Re: Handling Graphs and charts (Was RE: Alt (was Re: longdesc)

> Content-Type: text/plain;
> 	charset="utf-8"
> Content-Transfer-Encoding: base64
> 
> SnVzdCBhIHRob3VnaHQNCg0KSWYgdGhlcmUgaXMgYSBncmFwaCBpdCBzaG91ZGwgYmUgcHJldHR5
> IG9idmlvdXMgdmlzdWFsbHkuIFNvIGhvdyBhYm91dCwgZm9yIGEgZ3JhcGggb3IgY2hhcnQgYWx0

Please use plain text! [A]

Just a thought

> If there is a graph it shoudl be pretty obvious visually.

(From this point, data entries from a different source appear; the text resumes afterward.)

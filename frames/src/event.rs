//! Typed events layered over [`Frame`].
//!
//! DESIGN
//! ======
//! Transport code moves frames; everything that interprets a payload goes
//! through [`Event::from_frame`] first, so handlers match on variants instead
//! of poking at `data` keys. Mutations are a tagged [`Mutation`] whose add and
//! update arms carry an explicit [`Batch`], replacing a `bulk` flag riding
//! inside a single-shape payload.
//!
//! | Syscall | Variant | Data |
//! |---------|---------|------|
//! | `session:connected` | `Connected` | `session_id` |
//! | `board:join` (request) | `Join` | `board_id`, `identity` |
//! | `board:join` (done) | `Snapshot` | `board_id`, `shapes` |
//! | `shape:add` | `Mutation(Add)` | `shape` or `shapes` |
//! | `shape:update` | `Mutation(Update)` | `shape` or `shapes` |
//! | `shape:delete` | `Mutation(Delete)` | `ids` |
//! | `shape:clear` | `Mutation(Clear)` | none |
//! | `presence:cursor` | `Cursor` | `session_id`, `color`, `x`, `y` |
//! | `presence:viewport` | `Viewport` | `session_id`, `x`, `y`, `zoom` |
//! | `presence:join` | `PresenceJoin` | `session_id`, `identity` |
//! | `presence:leave` | `PresenceLeave` | `session_id` |
//! | `history:undo` / `history:redo` | `Undo` / `Redo` | none |

use serde::de::DeserializeOwned;
use serde::{Deserialize, Serialize};
use serde_json::Value;

use crate::shape::{Shape, ShapeId, ShapePatch};
use crate::{Data, Frame, Status};

pub const CONNECTED: &str = "session:connected";
pub const JOIN: &str = "board:join";
pub const SHAPE_ADD: &str = "shape:add";
pub const SHAPE_UPDATE: &str = "shape:update";
pub const SHAPE_DELETE: &str = "shape:delete";
pub const SHAPE_CLEAR: &str = "shape:clear";
pub const CURSOR: &str = "presence:cursor";
pub const VIEWPORT: &str = "presence:viewport";
pub const PRESENCE_JOIN: &str = "presence:join";
pub const PRESENCE_LEAVE: &str = "presence:leave";
pub const UNDO: &str = "history:undo";
pub const REDO: &str = "history:redo";

// =============================================================================
// TYPES
// =============================================================================

#[derive(Debug, thiserror::Error)]
pub enum EventError {
    #[error("unknown syscall: {0}")]
    UnknownSyscall(String),
    #[error("missing field: {0}")]
    MissingField(&'static str),
    #[error("invalid payload for {syscall}: {source}")]
    Invalid {
        syscall: String,
        #[source]
        source: serde_json::Error,
    },
}

/// Who a participant says they are. Supplied on join, echoed in presence.
#[derive(Debug, Clone, Default, PartialEq, Eq, Serialize, Deserialize)]
#[serde(default)]
pub struct Identity {
    pub id: String,
    pub name: String,
    pub color: String,
}

impl Identity {
    /// Stand-in identity for a join that did not carry one.
    #[must_use]
    pub fn guest(id: impl Into<String>) -> Self {
        Self { id: id.into(), name: "Guest".into(), color: "#888888".into() }
    }
}

/// Pointer position broadcast by a participant.
#[derive(Debug, Clone, PartialEq, Serialize, Deserialize)]
pub struct Cursor {
    /// Set by the relay; whatever a client puts here is overwritten.
    #[serde(default, skip_serializing_if = "Option::is_none")]
    pub session_id: Option<String>,
    #[serde(default, skip_serializing_if = "Option::is_none")]
    pub color: Option<String>,
    pub x: f64,
    pub y: f64,
}

/// Camera pan/zoom broadcast by a participant.
#[derive(Debug, Clone, PartialEq, Serialize, Deserialize)]
pub struct Viewport {
    /// Set by the relay; whatever a client puts here is overwritten.
    #[serde(default, skip_serializing_if = "Option::is_none")]
    pub session_id: Option<String>,
    pub x: f64,
    pub y: f64,
    #[serde(alias = "z")]
    pub zoom: f64,
}

/// One item or many. Encoded as `shape` or `shapes` in frame data.
#[derive(Debug, Clone, PartialEq)]
pub enum Batch<T> {
    Single(T),
    Bulk(Vec<T>),
}

impl<T> Batch<T> {
    #[must_use]
    pub fn as_slice(&self) -> &[T] {
        match self {
            Self::Single(item) => std::slice::from_ref(item),
            Self::Bulk(items) => items,
        }
    }

    #[must_use]
    pub fn into_vec(self) -> Vec<T> {
        match self {
            Self::Single(item) => vec![item],
            Self::Bulk(items) => items,
        }
    }

    #[must_use]
    pub fn is_bulk(&self) -> bool {
        matches!(self, Self::Bulk(_))
    }
}

/// A change to a board's shape sequence.
#[derive(Debug, Clone, PartialEq)]
pub enum Mutation {
    Add(Batch<Shape>),
    /// `Single` is the in-progress draw preview; `Bulk` is a committed merge.
    Update(Batch<ShapePatch>),
    Delete(Vec<ShapeId>),
    /// Remove every shape on the board.
    Clear,
}

/// Every message that crosses the live connection, in typed form.
#[derive(Debug, Clone, PartialEq)]
pub enum Event {
    Connected { session_id: String },
    Join { board_id: Option<String>, identity: Option<Identity> },
    Snapshot { board_id: String, shapes: Vec<Shape> },
    Mutation(Mutation),
    Cursor(Cursor),
    Viewport(Viewport),
    Undo,
    Redo,
    PresenceJoin { session_id: String, identity: Identity },
    PresenceLeave { session_id: String },
}

// =============================================================================
// FRAME -> EVENT
// =============================================================================

impl Event {
    /// Interpret a frame.
    ///
    /// # Errors
    ///
    /// Returns [`EventError`] for unknown syscalls and for payloads that are
    /// missing required fields or carry the wrong types.
    pub fn from_frame(frame: &Frame) -> Result<Self, EventError> {
        match frame.syscall.as_str() {
            CONNECTED => Ok(Self::Connected { session_id: field(frame, "session_id")? }),
            JOIN if frame.status == Status::Done => Ok(Self::Snapshot {
                board_id: optional_field::<String>(frame, "board_id")?
                    .or_else(|| frame.board_id.clone())
                    .unwrap_or_default(),
                shapes: field(frame, "shapes")?,
            }),
            JOIN => Ok(Self::Join {
                board_id: frame
                    .board_id
                    .clone()
                    .or(optional_field(frame, "board_id")?),
                identity: optional_field(frame, "identity")?,
            }),
            SHAPE_ADD => Ok(Self::Mutation(Mutation::Add(batch(frame)?))),
            SHAPE_UPDATE => Ok(Self::Mutation(Mutation::Update(batch(frame)?))),
            SHAPE_DELETE => Ok(Self::Mutation(Mutation::Delete(field(frame, "ids")?))),
            SHAPE_CLEAR => Ok(Self::Mutation(Mutation::Clear)),
            CURSOR => Ok(Self::Cursor(payload(frame)?)),
            VIEWPORT => Ok(Self::Viewport(payload(frame)?)),
            PRESENCE_JOIN => Ok(Self::PresenceJoin {
                session_id: field(frame, "session_id")?,
                identity: field(frame, "identity")?,
            }),
            PRESENCE_LEAVE => Ok(Self::PresenceLeave { session_id: field(frame, "session_id")? }),
            UNDO => Ok(Self::Undo),
            REDO => Ok(Self::Redo),
            other => Err(EventError::UnknownSyscall(other.to_owned())),
        }
    }

    #[must_use]
    pub fn syscall(&self) -> &'static str {
        match self {
            Self::Connected { .. } => CONNECTED,
            Self::Join { .. } | Self::Snapshot { .. } => JOIN,
            Self::Mutation(Mutation::Add(_)) => SHAPE_ADD,
            Self::Mutation(Mutation::Update(_)) => SHAPE_UPDATE,
            Self::Mutation(Mutation::Delete(_)) => SHAPE_DELETE,
            Self::Mutation(Mutation::Clear) => SHAPE_CLEAR,
            Self::Cursor(_) => CURSOR,
            Self::Viewport(_) => VIEWPORT,
            Self::Undo => UNDO,
            Self::Redo => REDO,
            Self::PresenceJoin { .. } => PRESENCE_JOIN,
            Self::PresenceLeave { .. } => PRESENCE_LEAVE,
        }
    }

    /// Frame payload for this event.
    #[must_use]
    pub fn to_data(&self) -> Data {
        let mut data = Data::new();
        match self {
            Self::Connected { session_id } | Self::PresenceLeave { session_id } => {
                data.insert("session_id".into(), Value::String(session_id.clone()));
            }
            Self::Join { board_id, identity } => {
                if let Some(board_id) = board_id {
                    data.insert("board_id".into(), Value::String(board_id.clone()));
                }
                if let Some(identity) = identity {
                    data.insert("identity".into(), to_json(identity));
                }
            }
            Self::Snapshot { board_id, shapes } => {
                data.insert("board_id".into(), Value::String(board_id.clone()));
                data.insert("shapes".into(), to_json(shapes));
            }
            Self::Mutation(Mutation::Add(shapes)) => insert_batch(&mut data, shapes),
            Self::Mutation(Mutation::Update(patches)) => insert_batch(&mut data, patches),
            Self::Mutation(Mutation::Delete(ids)) => {
                data.insert("ids".into(), to_json(ids));
            }
            Self::Cursor(cursor) => data = to_object(cursor),
            Self::Viewport(viewport) => data = to_object(viewport),
            Self::Mutation(Mutation::Clear) | Self::Undo | Self::Redo => {}
            Self::PresenceJoin { session_id, identity } => {
                data.insert("session_id".into(), Value::String(session_id.clone()));
                data.insert("identity".into(), to_json(identity));
            }
        }
        data
    }

    /// Build the frame for this event. `Snapshot` becomes a `done` frame;
    /// everything else is a request.
    #[must_use]
    pub fn to_frame(&self) -> Frame {
        let mut frame = Frame::request(self.syscall(), self.to_data());
        match self {
            Self::Join { board_id: Some(board_id), .. } => frame.board_id = Some(board_id.clone()),
            Self::Snapshot { board_id, .. } => {
                frame.board_id = Some(board_id.clone());
                frame.status = Status::Done;
            }
            _ => {}
        }
        frame
    }
}

// =============================================================================
// HELPERS
// =============================================================================

fn invalid(frame: &Frame, source: serde_json::Error) -> EventError {
    EventError::Invalid { syscall: frame.syscall.clone(), source }
}

fn field<T: DeserializeOwned>(frame: &Frame, key: &'static str) -> Result<T, EventError> {
    let value = frame.data.get(key).ok_or(EventError::MissingField(key))?;
    serde_json::from_value(value.clone()).map_err(|e| invalid(frame, e))
}

fn optional_field<T: DeserializeOwned>(frame: &Frame, key: &'static str) -> Result<Option<T>, EventError> {
    match frame.data.get(key) {
        None | Some(Value::Null) => Ok(None),
        Some(value) => serde_json::from_value(value.clone())
            .map(Some)
            .map_err(|e| invalid(frame, e)),
    }
}

fn payload<T: DeserializeOwned>(frame: &Frame) -> Result<T, EventError> {
    serde_json::from_value(Value::Object(frame.data.clone())).map_err(|e| invalid(frame, e))
}

fn batch<T: DeserializeOwned>(frame: &Frame) -> Result<Batch<T>, EventError> {
    if frame.data.contains_key("shapes") {
        return Ok(Batch::Bulk(field(frame, "shapes")?));
    }
    Ok(Batch::Single(field(frame, "shape")?))
}

fn insert_batch<T: Serialize>(data: &mut Data, batch: &Batch<T>) {
    match batch {
        Batch::Single(item) => data.insert("shape".into(), to_json(item)),
        Batch::Bulk(items) => data.insert("shapes".into(), to_json(items)),
    };
}

fn to_json<T: Serialize + ?Sized>(value: &T) -> Value {
    serde_json::to_value(value).unwrap_or_default()
}

fn to_object<T: Serialize>(value: &T) -> Data {
    match to_json(value) {
        Value::Object(map) => map,
        _ => Data::new(),
    }
}

#[cfg(test)]
#[path = "event_test.rs"]
mod event_test;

So how about,
** for a graph or chart alt="Chart showing (chart title) - for detail
** follow the link (name of link)" substituting (chart title) and (name

The alt text for a graph depends on the nature of a graph.  If it is
in a social sciences research paper, it is unlikely that one could
summarise it better than the extensive prose text that should already
accompany it.  If it is in advertising copy (the case for most web
pages), and if what the graph appears to show would stand up in court,
the alt text should say what should be the instant conclusion of viewing
the graph.

[A] My email transport will unscramble inappropriate use of base64 if 
the document is single part, but the "HTML" alternative meant that the
email was too complex for that - my user agent unscrambles it for viewing,
but not for replying.  The whole point of UTF-8 is that you can encode
Western European languages in it and have them come out looking more or
less like ASCII text, with no need for special encodings.